Artigo de João Ramos de Almeida.
Ultimamente, tenho-me apanhado a pensar – até para reduzir a ansiedade – que não se pode responder com tanto ódio ao ódio que se sente em quem critica um governo de esquerda, ou um governo do PS apoiado pela esquerda, ou um parlamento com a maioria de esquerda. E o antídoto que encontro é perguntar-me: “Mas afinal o que propõem eles que se faça?”
Que política gostaria a direita que a esquerda no poder seguisse? Eu gostava de saber. É que não vejo nada de concreto em todas as críticas que surgem. Apenas vejo irritação por a “extrema-esquerda” poder chegar ao poder. Repito: poder chegar ao poder.
É voltar às políticas seguidas desde 2010 e aprofundadas desde 2011? Manter apertado o “enorme aumento de impostos” sobre o trabalho e pensões, as sobretaxas, a tributação verde, enquanto o Governo continua a esconder benefícios fiscais como detectou uma recente auditoria do Tribunal de Contas, que, aliás, repete o que, em 2014, outra já tinha detectado em cerca de mil milhões de euros? É manter todos os cortes nas prestações sociais? Cortar no CSI no RSI, no abono de família? É pugnar por uma “reforma de Estado” que nem a coligação de direita conseguiu fazer, nem mesmo o soundbyte Paulo Portas? É assistir ao agravamento das desigualdades sociais em que o decil mais pobre teve uma quebra de rendimento de 24% enquanto o decil mais rico teve de 8%?! É continuar a viver em estagnação económica continuada e assistir à quotidiana fuga dos mais capacitados para o países do centro europeu?
Mas se não é, o que é?
Ouça-se o grito de revolta de Francisco Assis, com aquela ideia tão mal construída que é a própria negação num só título. “A falsa tese da marginalização política da extrema-esquerda” é a expressão da clara marginalização de tudo o que não seja PS, pois a esquerda à esquerda do PS tem de ser apenas “extrema-esquerda” e, como tal, radical, e como tal, mantida fora do poder.
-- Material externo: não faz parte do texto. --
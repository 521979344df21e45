#[cfg(test)]
mod tests {
    use std::path::PathBuf;
    use taskforge::libs::config::{Config, CONFIG_FILE_NAME};
    use taskforge::libs::data_storage::DataStorage;
    use taskforge::libs::task::Priority;
    use tempfile::TempDir;
    use test_context::{test_context, TestContext};

    /// Isolated data directory per test; nothing touches the real home directory.
    struct ConfigTestContext {
        _temp_dir: TempDir,
        storage: DataStorage,
    }

    impl TestContext for ConfigTestContext {
        fn setup() -> Self {
            let temp_dir = tempfile::tempdir().unwrap();
            let storage = DataStorage::at(temp_dir.path().join("taskforge"));
            ConfigTestContext {
                _temp_dir: temp_dir,
                storage,
            }
        }
    }

    impl ConfigTestContext {
        fn config_path(&self) -> PathBuf {
            self.storage.get_path(CONFIG_FILE_NAME).unwrap()
        }
    }

    #[test_context(ConfigTestContext)]
    #[test]
    fn test_default_config(_ctx: &mut ConfigTestContext) {
        let config = Config::default();
        assert!(config.data_file.is_none());
        assert_eq!(config.date_format, "%Y-%m-%d %H:%M");
        assert_eq!(config.id_display_length, 17);
        assert_eq!(config.default_priority, Priority::Medium);
    }

    #[test_context(ConfigTestContext)]
    #[test]
    fn test_read_nonexistent_config(ctx: &mut ConfigTestContext) {
        let config = Config::read_from(&ctx.config_path()).unwrap();
        assert_eq!(config, Config::default());
    }

    #[test_context(ConfigTestContext)]
    #[test]
    fn test_save_and_read_config(ctx: &mut ConfigTestContext) {
        let config = Config {
            data_file: Some(PathBuf::from("project/tasks.json")),
            date_format: "%d.%m.%Y".to_string(),
            id_display_length: 12,
            default_priority: Priority::High,
        };
        config.save_to(&ctx.config_path()).unwrap();

        let loaded = Config::read_from(&ctx.config_path()).unwrap();
        assert_eq!(loaded, config);
        assert_eq!(loaded.data_file_path().unwrap(), PathBuf::from("project/tasks.json"));
        assert_eq!(loaded.display_settings().id_length, 12);
    }

    #[test_context(ConfigTestContext)]
    #[test]
    fn test_corrupt_config_is_an_error(ctx: &mut ConfigTestContext) {
        std::fs::write(ctx.config_path(), "{ not json").unwrap();
        let error = Config::read_from(&ctx.config_path()).unwrap_err();
        assert!(error.to_string().contains("Failed to parse configuration"));
    }

    #[test_context(ConfigTestContext)]
    #[test]
    fn test_unusable_date_format_is_rejected(ctx: &mut ConfigTestContext) {
        std::fs::write(ctx.config_path(), r#"{"date_format": "%Y-%Q"}"#).unwrap();
        let error = Config::read_from(&ctx.config_path()).unwrap_err();
        assert!(error.to_string().contains("Invalid date format"));

        let config = Config {
            date_format: "%Y-%Q".to_string(),
            ..Config::default()
        };
        assert!(config.save_to(&ctx.config_path()).is_err());
        assert!(Config::read_from(&ctx.config_path()).is_err());
    }

    #[test_context(ConfigTestContext)]
    #[test]
    fn test_delete_config(ctx: &mut ConfigTestContext) {
        Config::default().save_to(&ctx.config_path()).unwrap();

        assert!(Config::delete_at(&ctx.config_path()).unwrap());
        assert!(!ctx.config_path().exists());
        assert!(!Config::delete_at(&ctx.config_path()).unwrap());
    }
}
Mas leia-se o artigo e o que se percebe da política a seguir? Nada. Apenas – espante-se! – um regresso ao PREC e ao pós-25 de Novembro… Agora, vai organizar um encontro com militantes que “discordam do rumo que está a ser seguido” para mostrar que “há uma corrente interna crítica e alternativa”.
Apenas irritação, medo que assume todas as formas possíveis. Primeiro, era porque se ganhava na secretaria o que se perdera nas eleições. Depois, porque se tornava óbvio que havia uma maioria PARLAMENTAR (ou seja, eleita pelo povo), então virou-se as baterias para o acordo. “Então não há acordo?” “Mas que acordo é esse que ninguém conhece?”. E esta vertente ainda corre até dia 9. Finalmente, quando conhecerem o acordo, vai ser: “Então o acordo é isto?” “Com isto, não vão longe!”. Até lá, vamos ter uma manifestação de direita, lado a lado com outra da CGTP no dia da apresentação do programa do Governo…
Todo o reboliço é útil para justificar que o país precisa da paz entre PS e o PSD. E tudo está a ser feito nesse sentido. O PR espera que haja deputados socialistas que votem com a direita. Mas se não for assim, vai ser o governo do PS torpedeado pelos próprios socialistas aliados da direita, com um acordo – esse secreto – para renovar o PSD, descartar o CDS e formar uma coligação que devolva a paz ao país.
Mas volto à mesma: Paz para quê? Para levar a cabo que política que não seja “negativa”? Alguém pergunta, alguém sabe?
Publicado no blogue Ladrões de Bicicletas.